Fragmentation pathways of the title compounds under electron impact were compared to those of their (1-aryl)substituted analogs reported earlier. The main fragmentation route of the M+. ions is the sulphamide N-S bond cleavage leading to [M - ArSO2](+) ions. No loss of the alkyl substituents from the tetrahydropyrimidine ring of M+. ions was observed, but there were abundant (>10% total ion current) peaks of [M - SO2 - R](+) ions apparently formed via unstable [M - SO2](+.) and [M - R](+) species, as demonstrated by the metastable ion spectra, Fragmentation of cyclic alkylguanidinium ions [M - ArSO2](+) involves consecutive losses of CH2N2 and C2H4 fragments, the former process preceding the latter.

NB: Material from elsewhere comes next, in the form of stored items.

use std::sync::Arc;
use std::time::SystemTime;

use axum::{extract::State, http::StatusCode, response::Json};
use serde_json::{json, Value};
use tracing::info;

use crate::error::AppResult;
use crate::state::AppState;

/// Health check endpoint
pub async fn health_handler(State(state): State<Arc<AppState>>) -> AppResult<Json<Value>> {
    let timestamp = SystemTime::now()
        .duration_since(SystemTime::UNIX_EPOCH)
        .map(|d| d.as_secs())
        .unwrap_or(0);

    let pdf_available = state.extractor.is_available();
    let delegate_configured = state.analyzer.delegate_configured();

    let response = json!({
        "status": "ok",
        "timestamp": timestamp,
        "version": env!("CARGO_PKG_VERSION"),
        "services": {
            "pdf_extractor": pdf_available,
            "analysis_delegate": delegate_configured
        }
    });

    info!(
        pdf_available = pdf_available,
        delegate_configured = delegate_configured,
        "Health check completed"
    );

    Ok(Json(response))
}

/// Readiness check endpoint (for Kubernetes/Railway)
pub async fn ready_handler(
    State(state): State<Arc<AppState>>,
) -> Result<StatusCode, StatusCode> {
    if state.extractor.is_available() {
        Ok(StatusCode::OK)
    } else {
        info!("Readiness check failed - PDF extractor unavailable");
        Err(StatusCode::SERVICE_UNAVAILABLE)
    }
}
use std::sync::Arc;
use std::time::Instant;

use axum::{
    extract::{Multipart, State},
    http::StatusCode,
    response::Json,
};
use serde_json::{json, Value};
use tracing::{debug, error, info, warn};

use crate::error::{AppError, AppResult};
use crate::models::{AnalyzeForm, AnalyzeResponse, UploadedFile};
use crate::state::AppState;

/// CORS preflight for the analyze endpoint.
pub async fn analyze_preflight_handler() -> StatusCode {
    StatusCode::OK
}

/// Informational response for callers that GET the analyze endpoint.
pub async fn analyze_info_handler() -> Json<Value> {
    Json(json!({ "message": "Use POST /analyze" }))
}

/// The main analysis endpoint.
///
/// Input errors (missing job text, missing resume, non-PDF upload) come back
/// as structured error objects. Everything after input validation is
/// guaranteed to produce a well-formed 200 response: extraction failures fold
/// into the fixed fallback payload, delegate failures are absorbed inside the
/// analyzer.
pub async fn analyze_handler(
    State(state): State<Arc<AppState>>,
    mut multipart: Multipart,
) -> AppResult<Json<AnalyzeResponse>> {
    let start = Instant::now();
    let request_id = uuid::Uuid::new_v4().to_string()[..8].to_string();

    info!(request_id = %request_id, "Analyze request received");

    let form = read_analyze_form(&mut multipart).await?;

    let job_text = form
        .job_text
        .filter(|t| !t.trim().is_empty())
        .ok_or_else(|| AppError::validation("job_text is required"))?;

    let resume_content = match (form.resume_file, form.resume_text) {
        (Some(file), _) => {
            if !file.is_pdf() {
                warn!(
                    request_id = %request_id,
                    file_name = %file.name,
                    "Rejected non-PDF resume upload"
                );
                return Err(AppError::UnsupportedResumeFormat);
            }

            let max_size_bytes = state.config.max_file_size_mb * 1024 * 1024;
            if file.size > max_size_bytes {
                return Err(AppError::FileTooLarge {
                    size: file.size / (1024 * 1024),
                    limit: state.config.max_file_size_mb,
                });
            }

            match state.extractor.extract_text(&file).await {
                Ok(text) => text,
                Err(e) => {
                    error!(request_id = %request_id, error = %e, "Resume extraction failed");
                    // Guaranteed fallback: the caller always gets the full shape
                    return Ok(Json(AnalyzeResponse::fallback()));
                }
            }
        }
        (None, Some(text)) if !text.trim().is_empty() => text,
        _ => {
            warn!(request_id = %request_id, "No usable resume source supplied");
            return Err(AppError::MissingResume);
        }
    };

    let analysis = state.analyzer.analyze(&resume_content, &job_text).await;

    info!(
        request_id = %request_id,
        match_score = analysis.match_score,
        duration_ms = start.elapsed().as_millis() as u64,
        "Analysis completed"
    );

    Ok(Json(AnalyzeResponse::new(&resume_content, &job_text, analysis)))
}

async fn read_analyze_form(multipart: &mut Multipart) -> AppResult<AnalyzeForm> {
    let mut form = AnalyzeForm::default();

    while let Some(field) = multipart.next_field().await.map_err(|e| AppError::InvalidFile {
        message: format!("Failed to read multipart field: {}", e),
    })? {
        let field_name = field.name().unwrap_or("").to_string();

        match field_name.as_str() {
            "job_text" => {
                form.job_text = Some(field.text().await.map_err(|e| AppError::InvalidFile {
                    message: format!("Failed to read job_text: {}", e),
                })?);
            }
            "resume_text" => {
                form.resume_text = Some(field.text().await.map_err(|e| AppError::InvalidFile {
                    message: format!("Failed to read resume_text: {}", e),
                })?);
            }
            "resume_file" => {
                let file_name = field.file_name().unwrap_or("resume.pdf").to_string();
                let content_type = field.content_type().map(|ct| ct.to_string());

                let data = field.bytes().await.map_err(|e| AppError::InvalidFile {
                    message: format!("Failed to read file data: {}", e),
                })?;

                // Browsers send an empty part when no file was chosen
                if data.is_empty() {
                    continue;
                }

                let mut file = UploadedFile::new(file_name, data.to_vec());
                if let Some(mime_type) = content_type {
                    file = file.with_mime_type(mime_type);
                }

                debug!(
                    "Received resume file: {} ({} bytes, type: {:?})",
                    file.name, file.size, file.mime_type
                );

                form.resume_file = Some(file);
            }
            other => {
                debug!(field = other, "Ignoring unknown form field");
            }
        }
    }

    Ok(form)
}
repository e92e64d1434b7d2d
//! HireSense Analysis Service
//!
//! A Rust backend for resume vs job-description matching. The numeric match
//! score comes from a deterministic keyword-overlap heuristic; qualitative
//! analysis is delegated to an external LLM with a guaranteed fallback, so
//! the endpoint always returns a well-formed report.

pub mod config;
pub mod error;
pub mod handlers;
pub mod middleware;
pub mod models;
pub mod services;
pub mod state;

pub use config::Config;
pub use error::{AppError, AppResult};
pub use state::AppState;
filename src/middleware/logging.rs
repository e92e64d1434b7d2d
use axum::{extract::Request, middleware::Next, response::Response};
use std::time::Instant;
use uuid::Uuid;

pub async fn logging_middleware(mut request: Request, next: Next) -> Response {
    let start = Instant::now();
    let request_id = Uuid::new_v4().to_string();
    let method = request.method().clone();
    let uri = request.uri().clone();

    // Add request ID to headers for tracing
    if let Ok(value) = request_id.parse() {
        request.headers_mut().insert("x-request-id", value);
    }

    tracing::info!(
        request_id = %request_id,
        method = %method,
        uri = %uri,
        "Request started"
    );

    let response = next.run(request).await;

    let duration = start.elapsed();
    let status = response.status();

    tracing::info!(
        request_id = %request_id,
        method = %method,
        uri = %uri,
        status = %status,
        duration_ms = %duration.as_millis(),
        "Request completed"
    );

    response
}
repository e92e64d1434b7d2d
use axum::{
    http::StatusCode,
    response::{IntoResponse, Response},
    Json,
};
use serde_json::json;
use thiserror::Error;
use uuid::Uuid;

pub type AppResult<T> = Result<T, AppError>;

#[derive(Error, Debug)]
pub enum AppError {
    #[error("Resume required: provide resume_text or resume_file")]
    MissingResume,

    #[error("Only PDF resumes are supported")]
    UnsupportedResumeFormat,

    #[error("File too large: {size}MB exceeds limit of {limit}MB")]
    FileTooLarge { size: usize, limit: usize },

    #[error("Invalid file: {message}")]
    InvalidFile { message: String },

    #[error("Text extraction failed: {message}")]
    ExtractionError { message: String },

    #[error("Validation error: {message}")]
    ValidationError { message: String },

    #[error("Configuration error: {message}")]
    ConfigError { message: String },

    #[error("Internal server error: {message}")]
    Internal { message: String },
}

impl AppError {
    pub fn error_code(&self) -> &'static str {
        match self {
            AppError::MissingResume => "MISSING_RESUME",
            AppError::UnsupportedResumeFormat => "UNSUPPORTED_RESUME_FORMAT",
            AppError::FileTooLarge { .. } => "FILE_TOO_LARGE",
            AppError::InvalidFile { .. } => "INVALID_FILE",
            AppError::ExtractionError { .. } => "EXTRACTION_ERROR",
            AppError::ValidationError { .. } => "VALIDATION_ERROR",
            AppError::ConfigError { .. } => "CONFIG_ERROR",
            AppError::Internal { .. } => "INTERNAL_ERROR",
        }
    }

    pub fn status_code(&self) -> StatusCode {
        match self {
            AppError::MissingResume => StatusCode::BAD_REQUEST,
            AppError::UnsupportedResumeFormat => StatusCode::BAD_REQUEST,
            AppError::FileTooLarge { .. } => StatusCode::PAYLOAD_TOO_LARGE,
            AppError::InvalidFile { .. } => StatusCode::BAD_REQUEST,
            AppError::ExtractionError { .. } => StatusCode::INTERNAL_SERVER_ERROR,
            AppError::ValidationError { .. } => StatusCode::BAD_REQUEST,
            AppError::ConfigError { .. } => StatusCode::INTERNAL_SERVER_ERROR,
            AppError::Internal { .. } => StatusCode::INTERNAL_SERVER_ERROR,
        }
    }
}

impl IntoResponse for AppError {
    fn into_response(self) -> Response {
        let status = self.status_code();
        let error_code = self.error_code();
        let message = self.to_string();
        let request_id = Uuid::new_v4().to_string();
        let timestamp = chrono::Utc::now().to_rfc3339();

        // Structured logging with context
        tracing::error!(
            error_code = error_code,
            status_code = %status,
            request_id = %request_id,
            error_message = %message,
            "API error occurred"
        );

        let body = Json(json!({
            "success": false,
            "error": {
                "code": error_code,
                "message": message,
                "request_id": request_id,
                "timestamp": timestamp
            },
            "data": null
        }));

        (status, body).into_response()
    }
}

// Convert common errors to AppError
impl From<anyhow::Error> for AppError {
    fn from(err: anyhow::Error) -> Self {
        AppError::Internal {
            message: err.to_string(),
        }
    }
}

impl From<std::io::Error> for AppError {
    fn from(err: std::io::Error) -> Self {
        AppError::Internal {
            message: format!("IO error: {}", err),
        }
    }
}

impl From<serde_json::Error> for AppError {
    fn from(err: serde_json::Error) -> Self {
        AppError::ValidationError {
            message: format!("JSON parsing error: {}", err),
        }
    }
}

// Helper methods for creating specific errors
impl AppError {
    pub fn validation(message: impl Into<String>) -> Self {
        AppError::ValidationError {
            message: message.into(),
        }
    }

    pub fn config(message: impl Into<String>) -> Self {
        AppError::ConfigError {
            message: message.into(),
        }
    }

    pub fn extraction(message: impl Into<String>) -> Self {
        AppError::ExtractionError {
            message: message.into(),
        }
    }

    pub fn internal(message: impl Into<String>) -> Self {
        AppError::Internal {
            message: message.into(),
        }
    }
}
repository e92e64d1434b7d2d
pub mod logging;

pub use logging::*;
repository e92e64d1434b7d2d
//! Integration tests for the HireSense analysis service

use std::env;
use std::sync::Arc;

use axum::body::Body;
use axum::http::{Request, StatusCode};
use serde_json::Value;
use tower::ServiceExt;

use hiresense::{config::Config, handlers::router, state::AppState};

const BOUNDARY: &str = "hiresense-test-boundary";

fn test_state() -> Arc<AppState> {
    Arc::new(AppState::new(Config {
        server_host: "127.0.0.1".to_string(),
        server_port: 8080,
        max_file_size_mb: 10,
        request_timeout_seconds: 30,
        openrouter_api_key: None,
        llm_model: "mistralai/mistral-7b-instruct".to_string(),
    }))
}

fn text_part(name: &str, value: &str) -> String {
    format!(
        "--{BOUNDARY}\r\nContent-Disposition: form-data; name=\"{name}\"\r\n\r\n{value}\r\n"
    )
}

fn file_part(name: &str, filename: &str, content_type: &str, data: &str) -> String {
    format!(
        "--{BOUNDARY}\r\nContent-Disposition: form-data; name=\"{name}\"; filename=\"{filename}\"\r\nContent-Type: {content_type}\r\n\r\n{data}\r\n"
    )
}

fn multipart_request(body: String) -> Request<Body> {
    Request::builder()
        .method("POST")
        .uri("/analyze")
        .header(
            "content-type",
            format!("multipart/form-data; boundary={BOUNDARY}"),
        )
        .body(Body::from(format!("{body}--{BOUNDARY}--\r\n")))
        .unwrap()
}

async fn response_json(response: axum::response::Response) -> Value {
    let bytes = axum::body::to_bytes(response.into_body(), usize::MAX)
        .await
        .unwrap();
    serde_json::from_slice(&bytes).unwrap()
}

#[tokio::test]
async fn test_config_loading() {
    env::remove_var("SERVER_HOST");
    env::remove_var("SERVER_PORT");
    env::remove_var("MAX_FILE_SIZE_MB");
    env::remove_var("REQUEST_TIMEOUT_SECONDS");
    env::remove_var("OPENROUTER_API_KEY");
    env::remove_var("LLM_MODEL");

    env::set_var("SERVER_HOST", "127.0.0.1");
    env::set_var("SERVER_PORT", "9090");
    env::set_var("MAX_FILE_SIZE_MB", "5");

    let config = Config::from_env().unwrap();
    assert_eq!(config.server_host, "127.0.0.1");
    assert_eq!(config.server_port, 9090);
    assert_eq!(config.max_file_size_mb, 5);
    assert_eq!(config.request_timeout_seconds, 30);
    assert_eq!(config.llm_model, "mistralai/mistral-7b-instruct");
    assert!(!config.delegate_configured());

    env::remove_var("SERVER_HOST");
    env::remove_var("SERVER_PORT");
    env::remove_var("MAX_FILE_SIZE_MB");
}

#[tokio::test]
async fn test_health_endpoint() {
    let app = router(test_state());

    let response = app
        .oneshot(
            Request::builder()
                .uri("/health")
                .body(Body::empty())
                .unwrap(),
        )
        .await
        .unwrap();

    assert_eq!(response.status(), StatusCode::OK);

    let body = response_json(response).await;
    assert_eq!(body["status"], "ok");
    assert_eq!(body["services"]["pdf_extractor"], true);
    assert_eq!(body["services"]["analysis_delegate"], false);
}

#[tokio::test]
async fn test_analyze_get_points_to_post() {
    let app = router(test_state());

    let response = app
        .oneshot(
            Request::builder()
                .uri("/analyze")
                .body(Body::empty())
                .unwrap(),
        )
        .await
        .unwrap();

    assert_eq!(response.status(), StatusCode::OK);

    let body = response_json(response).await;
    assert_eq!(body["message"], "Use POST /analyze");
}

#[tokio::test]
async fn test_analyze_preflight() {
    let app = router(test_state());

    let response = app
        .oneshot(
            Request::builder()
                .method("OPTIONS")
                .uri("/analyze")
                .header("origin", "http://localhost:3000")
                .header("access-control-request-method", "POST")
                .body(Body::empty())
                .unwrap(),
        )
        .await
        .unwrap();

    assert_eq!(response.status(), StatusCode::OK);
}

#[tokio::test]
async fn test_analyze_with_resume_text() {
    let app = router(test_state());

    let body = text_part("job_text", "We need a Python and Docker backend engineer.")
        + &text_part(
            "resume_text",
            "I have 5 years of Python, Docker, and Kubernetes experience.",
        );

    let response = app.oneshot(multipart_request(body)).await.unwrap();
    assert_eq!(response.status(), StatusCode::OK);

    let body = response_json(response).await;
    assert_eq!(body["analysis"]["match_score"], 100);
    assert!(body["resume"]
        .as_str()
        .unwrap()
        .starts_with("I have 5 years"));
    assert!(body["job"].as_str().unwrap().starts_with("We need"));
    assert!(!body["analysis"]["strengths"].as_array().unwrap().is_empty());
    assert!(!body["analysis"]["gaps"].as_array().unwrap().is_empty());
    assert!(!body["analysis"]["improvement_suggestions"]
        .as_array()
        .unwrap()
        .is_empty());
}

#[tokio::test]
async fn test_analyze_mismatched_resume() {
    let app = router(test_state());

    let body = text_part("job_text", "Looking for a Java developer.")
        + &text_part("resume_text", "I know Python only.");

    let response = app.oneshot(multipart_request(body)).await.unwrap();
    assert_eq!(response.status(), StatusCode::OK);

    let body = response_json(response).await;
    assert_eq!(body["analysis"]["match_score"], 0);
}

#[tokio::test]
async fn test_analyze_without_resume_returns_error_object() {
    let app = router(test_state());

    let body = text_part("job_text", "We need a Python engineer.");

    let response = app.oneshot(multipart_request(body)).await.unwrap();
    assert_eq!(response.status(), StatusCode::BAD_REQUEST);

    let body = response_json(response).await;
    assert_eq!(body["success"], false);
    assert_eq!(body["error"]["code"], "MISSING_RESUME");
}

#[tokio::test]
async fn test_analyze_without_job_text_returns_error_object() {
    let app = router(test_state());

    let body = text_part("resume_text", "Python developer.");

    let response = app.oneshot(multipart_request(body)).await.unwrap();
    assert_eq!(response.status(), StatusCode::BAD_REQUEST);

    let body = response_json(response).await;
    assert_eq!(body["success"], false);
    assert_eq!(body["error"]["code"], "VALIDATION_ERROR");
}

#[tokio::test]
async fn test_analyze_rejects_non_pdf_upload() {
    let app = router(test_state());

    let body = text_part("job_text", "We need a Python engineer.")
        + &file_part("resume_file", "resume.txt", "text/plain", "I know Python.");

    let response = app.oneshot(multipart_request(body)).await.unwrap();
    assert_eq!(response.status(), StatusCode::BAD_REQUEST);

    let body = response_json(response).await;
    assert_eq!(body["success"], false);
    assert_eq!(body["error"]["code"], "UNSUPPORTED_RESUME_FORMAT");
    assert!(body["error"]["message"].as_str().unwrap().contains("PDF"));
}

#[tokio::test]
async fn test_analyze_corrupt_pdf_degrades_to_fallback() {
    let app = router(test_state());

    // Claims to be a PDF but the content is garbage: extraction fails and the
    // endpoint must still answer 200 with the full response shape.
    let body = text_part("job_text", "We need a Python engineer.")
        + &file_part(
            "resume_file",
            "resume.pdf",
            "application/pdf",
            "this is not a real pdf",
        );

    let response = app.oneshot(multipart_request(body)).await.unwrap();
    assert_eq!(response.status(), StatusCode::OK);

    let body = response_json(response).await;
    assert_eq!(body["analysis"]["match_score"], 50);
    assert!(!body["analysis"]["strengths"].as_array().unwrap().is_empty());
    assert!(!body["analysis"]["gaps"].as_array().unwrap().is_empty());
    assert!(!body["analysis"]["improvement_suggestions"]
        .as_array()
        .unwrap()
        .is_empty());
}

#[tokio::test]
async fn test_analyze_prefers_file_over_text() {
    let app = router(test_state());

    // A broken file upload wins over pasted text, so the request degrades
    // instead of silently using resume_text.
    let body = text_part("job_text", "We need a Python engineer.")
        + &text_part("resume_text", "I know Python.")
        + &file_part(
            "resume_file",
            "resume.pdf",
            "application/pdf",
            "not a real pdf",
        );

    let response = app.oneshot(multipart_request(body)).await.unwrap();
    assert_eq!(response.status(), StatusCode::OK);

    let body = response_json(response).await;
    assert_eq!(body["analysis"]["match_score"], 50);
    assert_eq!(body["resume"], "");
}
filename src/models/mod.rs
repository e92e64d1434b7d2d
pub mod request;
pub mod response;

pub use request::*;
pub use response::*;
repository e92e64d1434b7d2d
use std::io::Write;
use std::time::Instant;

use lopdf::Document;
use pdf_extract::extract_text;
use tempfile::NamedTempFile;

use crate::error::{AppError, AppResult};
use crate::models::UploadedFile;

/// Extracts plain text from uploaded PDF resumes.
///
/// Primary path: parse with lopdf and concatenate per-page text with newline
/// separators, skipping empty pages. If the document cannot be loaded that
/// way, fall back to pdf-extract over the whole file.
pub struct PdfExtractor;

impl PdfExtractor {
    pub fn new() -> Self {
        Self
    }

    pub async fn extract_text(&self, file: &UploadedFile) -> AppResult<String> {
        let start = Instant::now();

        tracing::info!(
            "Starting PDF text extraction for file: {} ({} bytes)",
            file.name,
            file.size
        );

        if !file.is_pdf() {
            return Err(AppError::UnsupportedResumeFormat);
        }

        let text = match Document::load_mem(&file.content) {
            Ok(doc) => self.extract_pages(&doc),
            Err(e) => {
                tracing::warn!(
                    "PDF structure parsing failed: {}, falling back to whole-document extraction",
                    e
                );
                self.extract_whole_document(&file.content)?
            }
        };

        tracing::info!(
            "PDF extraction completed in {}ms, {} characters",
            start.elapsed().as_millis(),
            text.len()
        );

        Ok(text)
    }

    /// Per-page extraction; empty pages contribute nothing.
    fn extract_pages(&self, doc: &Document) -> String {
        let mut chunks = Vec::new();

        for page_number in doc.get_pages().keys() {
            match doc.extract_text(&[*page_number]) {
                Ok(page_text) => {
                    let page_text = page_text.trim();
                    if !page_text.is_empty() {
                        chunks.push(page_text.to_string());
                    }
                }
                Err(e) => {
                    tracing::debug!(page = page_number, error = %e, "Page text extraction failed");
                }
            }
        }

        chunks.join("\n")
    }

    fn extract_whole_document(&self, content: &[u8]) -> AppResult<String> {
        // pdf-extract works on paths, so stage the upload in a temp file
        let mut temp_file = NamedTempFile::new().map_err(|e| {
            AppError::extraction(format!("Failed to create temporary file: {}", e))
        })?;

        temp_file.write_all(content).map_err(|e| {
            AppError::extraction(format!("Failed to write PDF to temporary file: {}", e))
        })?;

        let text = extract_text(temp_file.path())
            .map_err(|e| AppError::extraction(format!("PDF text extraction failed: {}", e)))?;

        Ok(text.trim().to_string())
    }

    pub fn is_available(&self) -> bool {
        true
    }
}

impl Default for PdfExtractor {
    fn default() -> Self {
        Self::new()
    }
}
use crate::models::NEUTRAL_SCORE;
use crate::services::skills::extract_skills;

/// Deterministic match score in [0, 100], always a multiple of 5.
///
/// The score is the fraction of the job's recognized skills also present in
/// the resume, rounded to the nearest multiple of 5. A job description with
/// no recognized skills scores the neutral constant. This function is the
/// sole source of truth for `match_score`; the LLM delegate's opinion of the
/// score is never used.
pub fn calculate_score(resume: &str, job: &str) -> u32 {
    let resume_skills = extract_skills(resume);
    let job_skills = extract_skills(job);

    if job_skills.is_empty() {
        return NEUTRAL_SCORE;
    }

    let matched = resume_skills.intersection(&job_skills).count();
    let raw = (matched * 100 / job_skills.len()) as u32;

    round_to_five(raw)
}

fn round_to_five(score: u32) -> u32 {
    ((score + 2) / 5) * 5
}
use crate::config::Config;
use crate::services::{LlmClient, MatchAnalyzer, PdfExtractor};

/// Shared application state. All services are constructed once at startup and
/// passed in explicitly; there is no hidden global state.
pub struct AppState {
    pub config: Config,
    pub extractor: PdfExtractor,
    pub analyzer: MatchAnalyzer,
}

impl AppState {
    pub fn new(config: Config) -> Self {
        let llm = config.openrouter_api_key.clone().map(|key| {
            LlmClient::new(key, config.llm_model.clone(), config.request_timeout_seconds)
        });

        Self {
            extractor: PdfExtractor::new(),
            analyzer: MatchAnalyzer::new(llm),
            config,
        }
    }
}
use colod_types::{OrchestratorState, RuntimeFlags};
use serde::Serialize;

/// The reply body for the management socket's `query-status`.
#[derive(Debug, Clone, Serialize)]
pub struct StatusReport {
    pub state: &'static str,
    #[serde(flatten)]
    pub flags: RuntimeFlags,
}

impl StatusReport {
    pub fn new(state: OrchestratorState, flags: RuntimeFlags) -> Self {
        Self {
            state: state.as_str(),
            flags,
        }
    }
}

This stepwise fragmentation pattern distinguishes (1-alkyl)substituted tetrahydropyrimidines from their (1-aryl)substituted analogs, which produced comparable amounts of [M - ArSO2 - C2H4](+) and [M - ArSO2 - CH2N2](+) ions as the precursors of [M - ArSO2 - C3H6N2](+) ions. (C) 1998 John Wiley & Sons, Ltd.